*EXERCISE INPUTS*
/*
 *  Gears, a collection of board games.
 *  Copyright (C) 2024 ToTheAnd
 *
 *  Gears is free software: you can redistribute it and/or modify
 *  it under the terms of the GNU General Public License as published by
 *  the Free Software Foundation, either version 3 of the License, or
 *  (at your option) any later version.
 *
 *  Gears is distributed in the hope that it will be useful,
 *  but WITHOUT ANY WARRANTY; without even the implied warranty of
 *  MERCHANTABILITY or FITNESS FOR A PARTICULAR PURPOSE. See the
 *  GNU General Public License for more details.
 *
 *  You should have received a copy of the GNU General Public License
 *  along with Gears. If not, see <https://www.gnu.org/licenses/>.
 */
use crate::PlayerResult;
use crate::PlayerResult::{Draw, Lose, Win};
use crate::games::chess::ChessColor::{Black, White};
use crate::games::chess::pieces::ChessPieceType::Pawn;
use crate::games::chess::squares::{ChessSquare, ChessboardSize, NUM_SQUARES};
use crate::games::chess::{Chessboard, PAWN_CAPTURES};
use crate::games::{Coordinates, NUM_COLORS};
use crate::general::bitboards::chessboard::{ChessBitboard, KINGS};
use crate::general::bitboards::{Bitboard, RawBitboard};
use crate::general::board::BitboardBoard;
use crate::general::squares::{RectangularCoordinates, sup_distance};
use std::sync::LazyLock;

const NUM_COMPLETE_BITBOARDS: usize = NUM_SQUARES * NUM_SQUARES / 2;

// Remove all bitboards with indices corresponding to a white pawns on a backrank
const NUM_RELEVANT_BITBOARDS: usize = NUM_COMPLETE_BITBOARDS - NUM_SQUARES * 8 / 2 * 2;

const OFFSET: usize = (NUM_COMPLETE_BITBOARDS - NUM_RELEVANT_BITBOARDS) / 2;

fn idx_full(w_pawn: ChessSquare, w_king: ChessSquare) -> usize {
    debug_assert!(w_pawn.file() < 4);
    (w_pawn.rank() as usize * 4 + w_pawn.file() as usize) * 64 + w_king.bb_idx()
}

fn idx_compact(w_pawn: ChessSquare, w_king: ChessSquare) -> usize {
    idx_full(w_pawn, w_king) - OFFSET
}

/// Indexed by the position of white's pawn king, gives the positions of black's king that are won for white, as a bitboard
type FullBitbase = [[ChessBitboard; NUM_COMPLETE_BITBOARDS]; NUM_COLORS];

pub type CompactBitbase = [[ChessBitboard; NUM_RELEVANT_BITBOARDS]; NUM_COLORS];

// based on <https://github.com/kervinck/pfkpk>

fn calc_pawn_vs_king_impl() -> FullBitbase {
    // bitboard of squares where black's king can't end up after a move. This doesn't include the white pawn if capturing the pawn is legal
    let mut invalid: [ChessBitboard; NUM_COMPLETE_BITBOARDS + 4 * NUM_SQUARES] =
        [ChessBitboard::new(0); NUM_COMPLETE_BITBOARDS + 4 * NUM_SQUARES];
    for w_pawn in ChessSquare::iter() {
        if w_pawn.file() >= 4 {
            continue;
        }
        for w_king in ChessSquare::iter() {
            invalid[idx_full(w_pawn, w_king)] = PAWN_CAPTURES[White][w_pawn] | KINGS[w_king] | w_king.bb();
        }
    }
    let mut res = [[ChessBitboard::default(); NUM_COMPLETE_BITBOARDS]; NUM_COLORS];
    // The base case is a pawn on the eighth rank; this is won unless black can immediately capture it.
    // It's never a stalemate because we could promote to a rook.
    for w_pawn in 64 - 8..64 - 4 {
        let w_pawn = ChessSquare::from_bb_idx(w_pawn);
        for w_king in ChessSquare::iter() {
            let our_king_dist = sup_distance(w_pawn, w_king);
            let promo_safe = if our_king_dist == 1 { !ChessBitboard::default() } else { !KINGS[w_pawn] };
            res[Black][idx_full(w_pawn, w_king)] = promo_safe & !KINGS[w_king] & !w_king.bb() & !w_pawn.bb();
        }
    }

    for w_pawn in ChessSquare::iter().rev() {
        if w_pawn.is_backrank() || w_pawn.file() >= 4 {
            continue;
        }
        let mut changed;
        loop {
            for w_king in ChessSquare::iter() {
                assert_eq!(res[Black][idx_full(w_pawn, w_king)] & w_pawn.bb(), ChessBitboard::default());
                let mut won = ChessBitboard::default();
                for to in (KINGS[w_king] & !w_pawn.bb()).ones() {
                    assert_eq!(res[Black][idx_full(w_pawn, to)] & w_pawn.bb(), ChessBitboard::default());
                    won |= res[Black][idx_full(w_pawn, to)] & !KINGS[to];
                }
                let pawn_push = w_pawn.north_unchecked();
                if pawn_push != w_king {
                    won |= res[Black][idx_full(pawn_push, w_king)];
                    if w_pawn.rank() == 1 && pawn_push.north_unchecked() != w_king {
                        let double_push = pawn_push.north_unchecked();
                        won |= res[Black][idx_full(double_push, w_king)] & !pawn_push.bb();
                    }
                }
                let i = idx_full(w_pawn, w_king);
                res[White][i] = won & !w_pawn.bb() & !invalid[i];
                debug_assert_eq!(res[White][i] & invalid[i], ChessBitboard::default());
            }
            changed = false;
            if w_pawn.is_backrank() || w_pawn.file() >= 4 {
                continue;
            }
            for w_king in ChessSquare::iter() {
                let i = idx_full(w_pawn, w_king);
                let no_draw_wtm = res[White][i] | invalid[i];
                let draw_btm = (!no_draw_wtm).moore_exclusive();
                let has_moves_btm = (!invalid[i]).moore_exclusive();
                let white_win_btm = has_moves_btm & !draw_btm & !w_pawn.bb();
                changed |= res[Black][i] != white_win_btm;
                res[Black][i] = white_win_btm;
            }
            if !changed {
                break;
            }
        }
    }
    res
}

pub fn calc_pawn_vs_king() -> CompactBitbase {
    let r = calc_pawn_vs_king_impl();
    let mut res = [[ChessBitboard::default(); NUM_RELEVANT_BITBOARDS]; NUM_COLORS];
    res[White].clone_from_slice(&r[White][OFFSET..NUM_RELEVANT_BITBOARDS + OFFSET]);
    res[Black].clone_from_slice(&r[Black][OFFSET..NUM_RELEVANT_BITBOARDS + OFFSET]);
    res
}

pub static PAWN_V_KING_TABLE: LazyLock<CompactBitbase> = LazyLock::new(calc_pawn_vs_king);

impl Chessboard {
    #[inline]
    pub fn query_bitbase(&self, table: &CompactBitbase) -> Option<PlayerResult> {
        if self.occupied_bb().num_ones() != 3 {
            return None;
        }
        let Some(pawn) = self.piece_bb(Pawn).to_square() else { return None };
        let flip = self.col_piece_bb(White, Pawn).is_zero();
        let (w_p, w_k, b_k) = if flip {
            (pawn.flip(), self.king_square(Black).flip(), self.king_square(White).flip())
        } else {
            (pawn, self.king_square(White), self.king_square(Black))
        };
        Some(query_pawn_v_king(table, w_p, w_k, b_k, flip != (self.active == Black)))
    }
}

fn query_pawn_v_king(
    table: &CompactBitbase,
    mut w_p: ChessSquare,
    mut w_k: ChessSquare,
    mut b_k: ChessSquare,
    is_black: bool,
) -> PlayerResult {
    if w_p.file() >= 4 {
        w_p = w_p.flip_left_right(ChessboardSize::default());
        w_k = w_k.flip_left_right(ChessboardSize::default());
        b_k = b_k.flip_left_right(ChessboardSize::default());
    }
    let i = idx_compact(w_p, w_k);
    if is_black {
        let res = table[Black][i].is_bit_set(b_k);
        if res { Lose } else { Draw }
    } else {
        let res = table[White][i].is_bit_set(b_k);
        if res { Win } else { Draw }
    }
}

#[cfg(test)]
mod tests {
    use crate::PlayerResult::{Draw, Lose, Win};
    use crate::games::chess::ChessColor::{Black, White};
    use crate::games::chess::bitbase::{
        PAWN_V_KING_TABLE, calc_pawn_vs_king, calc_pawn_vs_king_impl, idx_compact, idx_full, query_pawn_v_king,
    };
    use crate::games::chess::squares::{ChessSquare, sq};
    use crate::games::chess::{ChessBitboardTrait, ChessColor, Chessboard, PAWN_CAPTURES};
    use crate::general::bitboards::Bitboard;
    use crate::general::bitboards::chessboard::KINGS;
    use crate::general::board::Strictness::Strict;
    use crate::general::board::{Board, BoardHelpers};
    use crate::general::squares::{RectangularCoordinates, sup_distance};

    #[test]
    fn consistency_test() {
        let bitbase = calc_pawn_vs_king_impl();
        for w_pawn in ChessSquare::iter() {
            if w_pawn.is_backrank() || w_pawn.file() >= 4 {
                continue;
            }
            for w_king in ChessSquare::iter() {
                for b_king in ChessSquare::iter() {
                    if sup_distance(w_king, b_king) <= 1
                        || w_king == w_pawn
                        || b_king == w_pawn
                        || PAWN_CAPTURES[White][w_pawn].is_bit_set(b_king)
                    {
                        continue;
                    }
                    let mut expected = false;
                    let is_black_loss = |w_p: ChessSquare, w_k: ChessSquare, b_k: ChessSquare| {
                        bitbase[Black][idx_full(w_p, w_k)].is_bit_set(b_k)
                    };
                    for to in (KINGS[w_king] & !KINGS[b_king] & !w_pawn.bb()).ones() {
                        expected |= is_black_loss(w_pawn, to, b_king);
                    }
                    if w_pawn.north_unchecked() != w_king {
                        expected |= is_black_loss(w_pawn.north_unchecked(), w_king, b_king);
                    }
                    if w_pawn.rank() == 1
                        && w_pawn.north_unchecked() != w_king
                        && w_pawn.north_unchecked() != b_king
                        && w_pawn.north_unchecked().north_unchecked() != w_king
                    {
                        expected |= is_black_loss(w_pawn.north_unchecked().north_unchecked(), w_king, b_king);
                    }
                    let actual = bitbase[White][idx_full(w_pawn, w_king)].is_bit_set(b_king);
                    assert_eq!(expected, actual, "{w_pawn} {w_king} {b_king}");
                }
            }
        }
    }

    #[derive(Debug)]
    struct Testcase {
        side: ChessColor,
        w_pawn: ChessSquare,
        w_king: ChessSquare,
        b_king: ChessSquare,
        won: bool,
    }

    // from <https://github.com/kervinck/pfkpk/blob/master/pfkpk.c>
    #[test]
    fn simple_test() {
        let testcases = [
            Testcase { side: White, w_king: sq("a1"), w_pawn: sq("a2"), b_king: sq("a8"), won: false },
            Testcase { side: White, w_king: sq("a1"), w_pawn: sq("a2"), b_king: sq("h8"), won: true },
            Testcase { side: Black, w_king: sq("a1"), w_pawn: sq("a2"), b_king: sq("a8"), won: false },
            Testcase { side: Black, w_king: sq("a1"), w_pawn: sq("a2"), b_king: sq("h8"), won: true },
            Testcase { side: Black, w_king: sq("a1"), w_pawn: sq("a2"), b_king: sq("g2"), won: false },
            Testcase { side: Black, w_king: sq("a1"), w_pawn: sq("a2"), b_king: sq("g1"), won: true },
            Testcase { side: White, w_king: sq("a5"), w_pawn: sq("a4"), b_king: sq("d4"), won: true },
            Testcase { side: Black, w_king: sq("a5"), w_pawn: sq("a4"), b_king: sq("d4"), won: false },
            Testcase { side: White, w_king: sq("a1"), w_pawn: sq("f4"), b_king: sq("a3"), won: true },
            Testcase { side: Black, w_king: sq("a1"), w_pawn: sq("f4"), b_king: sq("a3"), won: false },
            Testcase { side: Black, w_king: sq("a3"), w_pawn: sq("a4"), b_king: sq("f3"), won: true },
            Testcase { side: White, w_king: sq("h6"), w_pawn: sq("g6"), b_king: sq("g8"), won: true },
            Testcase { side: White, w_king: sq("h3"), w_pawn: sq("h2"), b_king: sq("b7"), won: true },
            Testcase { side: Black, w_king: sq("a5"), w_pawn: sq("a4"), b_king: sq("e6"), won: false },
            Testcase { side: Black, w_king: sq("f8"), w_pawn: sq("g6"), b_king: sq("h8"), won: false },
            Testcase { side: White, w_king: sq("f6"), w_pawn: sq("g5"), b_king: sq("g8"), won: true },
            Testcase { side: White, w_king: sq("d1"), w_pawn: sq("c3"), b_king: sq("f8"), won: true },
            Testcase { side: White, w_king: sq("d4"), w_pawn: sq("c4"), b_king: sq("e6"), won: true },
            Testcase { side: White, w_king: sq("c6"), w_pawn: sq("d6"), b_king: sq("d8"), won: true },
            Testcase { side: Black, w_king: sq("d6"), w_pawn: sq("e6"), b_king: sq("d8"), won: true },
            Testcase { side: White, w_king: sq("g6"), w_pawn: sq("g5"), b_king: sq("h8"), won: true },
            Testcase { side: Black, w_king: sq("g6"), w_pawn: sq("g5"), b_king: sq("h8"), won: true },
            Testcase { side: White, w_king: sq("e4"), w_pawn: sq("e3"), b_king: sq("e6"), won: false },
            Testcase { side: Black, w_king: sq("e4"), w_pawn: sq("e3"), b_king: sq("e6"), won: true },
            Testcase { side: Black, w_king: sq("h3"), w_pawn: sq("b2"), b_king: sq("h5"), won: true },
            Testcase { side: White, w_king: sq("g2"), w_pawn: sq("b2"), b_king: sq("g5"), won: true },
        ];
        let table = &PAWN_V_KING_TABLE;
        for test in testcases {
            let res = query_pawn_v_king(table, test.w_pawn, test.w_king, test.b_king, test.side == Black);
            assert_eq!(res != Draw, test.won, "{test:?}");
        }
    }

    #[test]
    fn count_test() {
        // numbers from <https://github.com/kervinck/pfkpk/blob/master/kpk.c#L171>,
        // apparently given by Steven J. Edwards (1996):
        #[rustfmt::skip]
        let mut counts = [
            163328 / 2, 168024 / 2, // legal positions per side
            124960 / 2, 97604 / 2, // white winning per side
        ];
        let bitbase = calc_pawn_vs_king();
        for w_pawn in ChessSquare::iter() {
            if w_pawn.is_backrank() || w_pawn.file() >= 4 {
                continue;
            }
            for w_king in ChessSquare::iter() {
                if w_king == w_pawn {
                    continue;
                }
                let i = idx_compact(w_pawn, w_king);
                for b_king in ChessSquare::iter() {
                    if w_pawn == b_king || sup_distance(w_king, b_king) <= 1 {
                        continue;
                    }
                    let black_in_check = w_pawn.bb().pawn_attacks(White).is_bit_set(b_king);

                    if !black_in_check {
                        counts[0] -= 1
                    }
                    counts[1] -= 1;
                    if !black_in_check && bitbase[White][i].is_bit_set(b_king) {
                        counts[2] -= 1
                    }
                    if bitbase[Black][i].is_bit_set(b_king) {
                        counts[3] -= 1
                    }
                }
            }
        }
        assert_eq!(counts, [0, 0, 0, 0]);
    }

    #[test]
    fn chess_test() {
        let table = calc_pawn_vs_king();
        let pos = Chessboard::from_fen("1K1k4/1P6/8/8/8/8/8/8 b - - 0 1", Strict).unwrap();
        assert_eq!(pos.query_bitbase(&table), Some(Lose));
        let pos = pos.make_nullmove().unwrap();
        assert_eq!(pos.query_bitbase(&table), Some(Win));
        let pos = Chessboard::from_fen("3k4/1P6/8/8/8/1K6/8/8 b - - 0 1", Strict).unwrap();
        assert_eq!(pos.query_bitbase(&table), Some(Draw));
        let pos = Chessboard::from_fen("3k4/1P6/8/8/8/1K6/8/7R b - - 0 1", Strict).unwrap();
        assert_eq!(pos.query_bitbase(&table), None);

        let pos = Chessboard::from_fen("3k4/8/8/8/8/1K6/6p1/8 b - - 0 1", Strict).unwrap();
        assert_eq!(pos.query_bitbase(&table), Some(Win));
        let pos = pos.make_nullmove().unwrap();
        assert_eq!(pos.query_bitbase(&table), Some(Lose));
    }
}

*TASK DETAILS*
Only a number is wanted: how many lines of the material include the word "testcases".

*SOLUTION TO THIS EXERCISE*
2